LEARNING THROUGH SUFFERING
[p. 156] LEARNING THROUGH SUFFERING
How varied and peculiar are the shadows of death to which we are subjected, and each one is intended to be the occasion of our learning some new and deeper lesson of what He who is the life, is to us. As we are placed in the one, so do we learn the other in contrast. Life and the loveliness of Christ are learned while the contrast here serves as a foil for them.
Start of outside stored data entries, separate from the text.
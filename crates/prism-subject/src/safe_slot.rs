#![forbid(unsafe_code)]

//! Slots that disarm themselves when a guard token dies.
//!
//! A [`SafeSlot`] wraps a [`Slot`] with an optional link to a
//! [`SlotInvalidator`] owned by the observer. Dropping the invalidator
//! disarms the slot immediately: pending and future invocations become
//! no-ops, and the registry sweeps the inert entry out of its lists during
//! the next dispatch pass. The observer never has to remember to call
//! `detach`.
//!
//! The link is a plain `Rc`/`Weak` pair. The token owns the `Rc` anchor and
//! each guarded slot holds a `Weak`; there is no back-pointer bookkeeping on
//! either side, so drop order between token, observer, and subject is
//! irrelevant.
//!
//! A token guards every slot ever constructed against it, not just the most
//! recent one. There is no replace-on-reuse: guarding a second slot with the
//! same token does not release the first, and dropping the token disarms all
//! of them at once. Call sites ported from frameworks where re-registering a
//! guard supersedes the previous registration need one token per slot to get
//! that behavior.
//!
//! # Invariants
//!
//! 1. A slot guarded by a live invalidator delivers; once the invalidator
//!    drops, the slot never delivers again.
//! 2. Equality requires the same target and handler *and* agreement on
//!    whether an active invalidator is present. Which token it is does not
//!    matter.
//! 3. A `SafeSlot` built from a plain [`Slot`] behaves exactly like that
//!    slot.

use std::fmt;
use std::rc::{Rc, Weak};

use crate::payload::Payload;
use crate::slot::{Observer, Slot, SlotHandler, SlotResult};
use crate::subject::Subject;

/// Guard token owned by an observer; dropping it disarms every [`SafeSlot`]
/// constructed against it.
///
/// Typically embedded as a field so that observer destruction disarms its
/// subscriptions as a side effect. One token may guard several slots.
#[derive(Default)]
pub struct SlotInvalidator {
    anchor: Rc<()>,
}

impl SlotInvalidator {
    /// Create a fresh token with no guarded slots.
    #[must_use]
    pub fn new() -> Self {
        Self::default()
    }

    fn watch(&self) -> Weak<()> {
        Rc::downgrade(&self.anchor)
    }
}

impl fmt::Debug for SlotInvalidator {
    fn fmt(&self, f: &mut fmt::Formatter<'_>) -> fmt::Result {
        f.debug_struct("SlotInvalidator")
            .field("guarded", &(Rc::weak_count(&self.anchor)))
            .finish()
    }
}

/// A [`Slot`] with an optional invalidator guard.
///
/// Everything the registry stores is a `SafeSlot`; plain slots and forwarding
/// signals convert into the unguarded form via `From`.
#[derive(Clone, Default)]
pub struct SafeSlot {
    slot: Slot,
    guard: Option<Weak<()>>,
}

impl SafeSlot {
    /// Bind `handler` to `target`, guarded by `invalidator`.
    #[must_use]
    pub fn new<T: Observer + 'static>(
        target: &Rc<T>,
        handler: SlotHandler<T>,
        invalidator: &SlotInvalidator,
    ) -> Self {
        Self::guarded(Slot::new(target, handler), invalidator)
    }

    /// Guard an existing slot with `invalidator`.
    #[must_use]
    pub fn guarded(slot: Slot, invalidator: &SlotInvalidator) -> Self {
        Self {
            slot,
            guard: Some(invalidator.watch()),
        }
    }

    /// The underlying slot binding.
    #[must_use]
    pub fn slot(&self) -> &Slot {
        &self.slot
    }

    /// Whether this slot is linked to an invalidator that is still alive.
    #[must_use]
    pub fn invalidator_active(&self) -> bool {
        self.guard.as_ref().is_some_and(|w| w.strong_count() > 0)
    }

    /// Whether invocation would deliver: the slot is valid and its guard, if
    /// any, is still alive.
    #[must_use]
    pub fn is_armed(&self) -> bool {
        self.slot.is_valid() && self.guard.as_ref().is_none_or(|w| w.strong_count() > 0)
    }

    /// Armed and the target is still alive. Entries failing this are dead
    /// weight and get swept by the registry.
    pub(crate) fn is_live(&self) -> bool {
        self.is_armed() && self.slot.is_bound()
    }

    /// Invoke the bound handler, or do nothing if the slot is disarmed.
    ///
    /// # Errors
    ///
    /// Propagates the handler's [`crate::PayloadError`], if any.
    pub fn invoke(&self, subject: &Subject, signal: &str, payload: &Payload) -> SlotResult {
        if self.is_armed() {
            self.slot.invoke(subject, signal, payload)
        } else {
            Ok(())
        }
    }

    pub(crate) fn call_attached(&self, subject: &Subject, signal: &str) -> SlotResult {
        if self.is_armed() {
            self.slot.call_attached(subject, signal)
        } else {
            Ok(())
        }
    }

    pub(crate) fn call_detached(&self, subject: &Subject, signal: &str) -> SlotResult {
        if self.is_armed() {
            self.slot.call_detached(subject, signal)
        } else {
            Ok(())
        }
    }
}

impl PartialEq for SafeSlot {
    fn eq(&self, other: &Self) -> bool {
        self.slot == other.slot && self.invalidator_active() == other.invalidator_active()
    }
}

impl From<Slot> for SafeSlot {
    fn from(slot: Slot) -> Self {
        Self { slot, guard: None }
    }
}

impl fmt::Debug for SafeSlot {
    fn fmt(&self, f: &mut fmt::Formatter<'_>) -> fmt::Result {
        f.debug_struct("SafeSlot")
            .field("armed", &self.is_armed())
            .field("guarded", &self.guard.is_some())
            .finish()
    }
}

// ---------------------------------------------------------------------------
// Tests
// ---------------------------------------------------------------------------
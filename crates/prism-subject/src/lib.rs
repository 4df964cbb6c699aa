#![forbid(unsafe_code)]

//! Named-signal observer dispatch for the Prism image-analysis application.
//!
//! Every long-lived application object (a raster element, a spatial view, an
//! animation controller) owns a [`Subject`] and publishes state changes
//! through it as named signals. Interested code subscribes a [`Slot`] — an
//! observer object plus one of its handler functions — to a signal name and
//! receives each matching notification together with a type-checked
//! [`Payload`].
//!
//! The pieces:
//!
//! - [`Subject`] / [`Publisher`]: the publishing side. `Publisher` is the
//!   trait objects implement by exposing their owned `Subject`; it offers
//!   attach/detach but not notify, which stays with the owner.
//! - [`Slot`]: a weak observer binding. Attaching never extends the
//!   observer's lifetime.
//! - [`SafeSlot`] / [`SlotInvalidator`]: automatic detach. Dropping the
//!   invalidator token disarms its slots without any call back into the
//!   subject.
//! - [`Signal`]: a slot that forwards notifications to another subject,
//!   optionally under a new name.
//! - [`Payload`]: a cheaply clonable type-erased value; reading it as the
//!   wrong type yields a [`PayloadError`] instead of garbage.
//!
//! Dispatch is single-threaded and fully reentrant: handlers may attach,
//! detach (including themselves), and notify on the subject that is
//! currently notifying them.
//!
//! # Example
//!
//! ```
//! use std::cell::Cell;
//! use std::rc::Rc;
//! use prism_subject::{Observer, Payload, Slot, SlotResult, Subject};
//!
//! struct Counter {
//!     hits: Cell<u32>,
//! }
//!
//! impl Observer for Counter {}
//!
//! impl Counter {
//!     fn on_frame(&self, _subject: &Subject, _signal: &str, payload: &Payload) -> SlotResult {
//!         let frame: &u32 = payload.get()?;
//!         self.hits.set(self.hits.get() + frame);
//!         Ok(())
//!     }
//! }
//!
//! let subject = Subject::new();
//! let counter = Rc::new(Counter { hits: Cell::new(0) });
//!
//! assert!(subject.attach("FrameLoaded", Slot::new(&counter, Counter::on_frame)));
//! subject.notify("FrameLoaded", &Payload::new(3u32));
//! assert_eq!(counter.hits.get(), 3);
//! ```

pub mod payload;
mod registry;
pub mod safe_slot;
pub mod signal;
pub mod slot;
pub mod subject;

pub use payload::{Payload, PayloadError};
pub use safe_slot::{SafeSlot, SlotInvalidator};
pub use signal::Signal;
pub use slot::{Observer, Slot, SlotHandler, SlotResult};
pub use subject::{Publisher, SignalBlocker, SignalEnabler, Subject, WeakSubject};
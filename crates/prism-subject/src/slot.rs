#![forbid(unsafe_code)]

//! Bound, type-erased subscriber callbacks.
//!
//! A [`Slot`] binds an observer object (held as a `Weak<T>`) to one of its
//! handler functions and erases both behind a uniform interface so the
//! registry can store, compare, and invoke slots for any observer type.
//!
//! Two slots are equal when they bind the same target object (pointer
//! identity) and the same handler function. Equality is what `attach` uses to
//! reject duplicates and what `detach` uses to find the entry to remove, so
//! an observer can detach itself by constructing a fresh slot with the same
//! arguments it attached with.
//!
//! # Invariants
//!
//! 1. An empty slot (`Slot::default()`) is equal only to other empty slots
//!    and invoking it is a no-op.
//! 2. Invoking a slot whose target has been dropped is a no-op, never a
//!    dangling call.
//! 3. Cloning a slot preserves equality with the original.
//!
//! # Failure Modes
//!
//! - Handler returns [`PayloadError`]: propagated to the dispatcher, which
//!   logs it and continues with the next slot.
//! - Target dropped between attach and notify: invocation silently skips.
//!
//! Handlers must be plain `fn` pointers, not closures: the fn pointer is the
//! slot's method identity, and two closures are never comparable. Observers
//! that need state reach it through `&self` (use `Cell`/`RefCell` fields for
//! mutation, as dispatch may re-enter).

use std::any::Any;
use std::fmt;
use std::rc::{Rc, Weak};

use crate::payload::{Payload, PayloadError};
use crate::subject::Subject;

/// Result of one slot invocation.
pub type SlotResult = Result<(), PayloadError>;

/// Signature every slot handler must have.
///
/// Arguments are the notifying subject, the signal name as originally
/// published (wildcard subscribers see the real name, not `"Modified"`), and
/// the payload.
///
/// Slot identity treats the handler's function address as its method
/// identity. Rust does not guarantee a stable address per `fn` item: the
/// compiler may merge functions with identical bodies or duplicate a generic
/// instantiation across codegen units, so two handlers with the same body can
/// compare equal, and the same handler can in principle compare unequal
/// across crate boundaries. Keep handlers that must stay distinct
/// structurally distinct, and detach with a slot built in the same crate that
/// attached it.
pub type SlotHandler<T> = fn(&T, &Subject, &str, &Payload) -> SlotResult;

/// Optional lifecycle hooks for slot targets.
///
/// The registry calls [`attached`](Observer::attached) right after a slot on
/// this observer is registered and [`detached`](Observer::detached) when it
/// is removed. The defaults do nothing; most observers never override them.
/// A hook may itself attach, detach, or notify.
///
/// An `Err` from a hook is logged by the subject and otherwise ignored; it
/// never undoes the attach or detach that triggered it.
pub trait Observer {
    /// Called after a slot bound to this observer is attached.
    fn attached(&self, _subject: &Subject, _signal: &str, _slot: &Slot) -> SlotResult {
        Ok(())
    }

    /// Called after a slot bound to this observer is detached.
    fn detached(&self, _subject: &Subject, _signal: &str, _slot: &Slot) -> SlotResult {
        Ok(())
    }
}

/// Type-erasure seam between the registry and concrete observer types.
///
/// `SlotValue<T>` implements this for ordinary observer bindings; the
/// forwarding `Signal` supplies its own implementation.
pub(crate) trait SlotWrapper {
    /// Invoke the bound handler. Must be a no-op if the target is gone.
    fn invoke(&self, subject: &Subject, signal: &str, payload: &Payload) -> SlotResult;

    /// Structural equality against another wrapper of any concrete type.
    fn matches(&self, other: &dyn SlotWrapper) -> bool;

    /// Downcast support for [`matches`](SlotWrapper::matches).
    fn as_any(&self) -> &dyn Any;

    /// Whether the bound target is still alive.
    fn is_bound(&self) -> bool;

    /// Run the target's [`Observer::attached`] hook, if the target is alive.
    fn call_attached(&self, subject: &Subject, signal: &str, slot: &Slot) -> SlotResult;

    /// Run the target's [`Observer::detached`] hook, if the target is alive.
    fn call_detached(&self, subject: &Subject, signal: &str, slot: &Slot) -> SlotResult;
}

struct SlotValue<T: Observer + 'static> {
    target: Weak<T>,
    handler: SlotHandler<T>,
}

impl<T: Observer + 'static> SlotWrapper for SlotValue<T> {
    fn invoke(&self, subject: &Subject, signal: &str, payload: &Payload) -> SlotResult {
        match self.target.upgrade() {
            Some(target) => (self.handler)(&target, subject, signal, payload),
            None => Ok(()),
        }
    }

    fn matches(&self, other: &dyn SlotWrapper) -> bool {
        other.as_any().downcast_ref::<Self>().is_some_and(|rhs| {
            Weak::ptr_eq(&self.target, &rhs.target)
                && self.handler as usize == rhs.handler as usize
        })
    }

    fn as_any(&self) -> &dyn Any {
        self
    }

    fn is_bound(&self) -> bool {
        self.target.strong_count() > 0
    }

    fn call_attached(&self, subject: &Subject, signal: &str, slot: &Slot) -> SlotResult {
        match self.target.upgrade() {
            Some(target) => target.attached(subject, signal, slot),
            None => Ok(()),
        }
    }

    fn call_detached(&self, subject: &Subject, signal: &str, slot: &Slot) -> SlotResult {
        match self.target.upgrade() {
            Some(target) => target.detached(subject, signal, slot),
            None => Ok(()),
        }
    }
}

/// A bound subscriber callback.
///
/// Created with [`Slot::new`] from an `Rc` observer and a handler function.
/// The slot holds only a `Weak` reference: attaching never extends the
/// observer's lifetime, and a dropped observer leaves a harmless inert slot
/// behind (swept by the registry on the next dispatch).
#[derive(Clone, Default)]
pub struct Slot {
    wrapper: Option<Rc<dyn SlotWrapper>>,
}

impl Slot {
    /// Bind `handler` to `target`.
    #[must_use]
    pub fn new<T: Observer + 'static>(target: &Rc<T>, handler: SlotHandler<T>) -> Self {
        Self {
            wrapper: Some(Rc::new(SlotValue {
                target: Rc::downgrade(target),
                handler,
            })),
        }
    }

    pub(crate) fn from_wrapper(wrapper: Rc<dyn SlotWrapper>) -> Self {
        Self {
            wrapper: Some(wrapper),
        }
    }

    /// Whether the slot was constructed with a binding. Empty slots are
    /// rejected by `attach`.
    #[must_use]
    pub fn is_valid(&self) -> bool {
        self.wrapper.is_some()
    }

    /// Whether the bound target is still alive.
    #[must_use]
    pub fn is_bound(&self) -> bool {
        self.wrapper.as_ref().is_some_and(|w| w.is_bound())
    }

    /// Invoke the bound handler with the publishing subject, the signal name
    /// as originally published, and the payload.
    ///
    /// # Errors
    ///
    /// Returns whatever the handler returns; a [`PayloadError`] means the
    /// handler read the payload as the wrong type.
    pub fn invoke(&self, subject: &Subject, signal: &str, payload: &Payload) -> SlotResult {
        match &self.wrapper {
            Some(wrapper) => wrapper.invoke(subject, signal, payload),
            None => Ok(()),
        }
    }

    pub(crate) fn call_attached(&self, subject: &Subject, signal: &str) -> SlotResult {
        match &self.wrapper {
            Some(wrapper) => wrapper.call_attached(subject, signal, self),
            None => Ok(()),
        }
    }

    pub(crate) fn call_detached(&self, subject: &Subject, signal: &str) -> SlotResult {
        match &self.wrapper {
            Some(wrapper) => wrapper.call_detached(subject, signal, self),
            None => Ok(()),
        }
    }
}

impl PartialEq for Slot {
    fn eq(&self, other: &Self) -> bool {
        match (&self.wrapper, &other.wrapper) {
            (None, None) => true,
            (Some(lhs), Some(rhs)) => lhs.matches(rhs.as_ref()),
            _ => false,
        }
    }
}

impl fmt::Debug for Slot {
    fn fmt(&self, f: &mut fmt::Formatter<'_>) -> fmt::Result {
        f.debug_struct("Slot")
            .field("valid", &self.is_valid())
            .field("bound", &self.is_bound())
            .finish()
    }
}

// ---------------------------------------------------------------------------
// Tests
// ---------------------------------------------------------------------------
The life and manner of Christ are manifested to me by the Spirit of God according to the nature of the death darkness in which I am here. Paul was a prisoner, John was an exile, when the manifestations and revelations of Christ were vouchsafed to them, and to each one in keeping with the living tomb in which they were immured. The suffering is like the black-board in a school-room, in which the characters of some new proportion are written in white. The suffering is only to close the natural side, the natural eye, in order that there may be divine vision, and that the single eye may see clearly and fully some new or hitherto unknown beauty in Christ. You must shut the eye of nature in order that there may be a single eye to see and to take in any new lesson of Him, the perfect One.
We may feel the dreariness of the tomb or the chill of the dreary time of sickness and sorrow, but when we can like Jacob rest through it all - make a pillow of the cold stone - it is then that the Lord causes a light to shine in the darkness, and we rejoice more, and our gladness is more than when corn and wine and oil increased.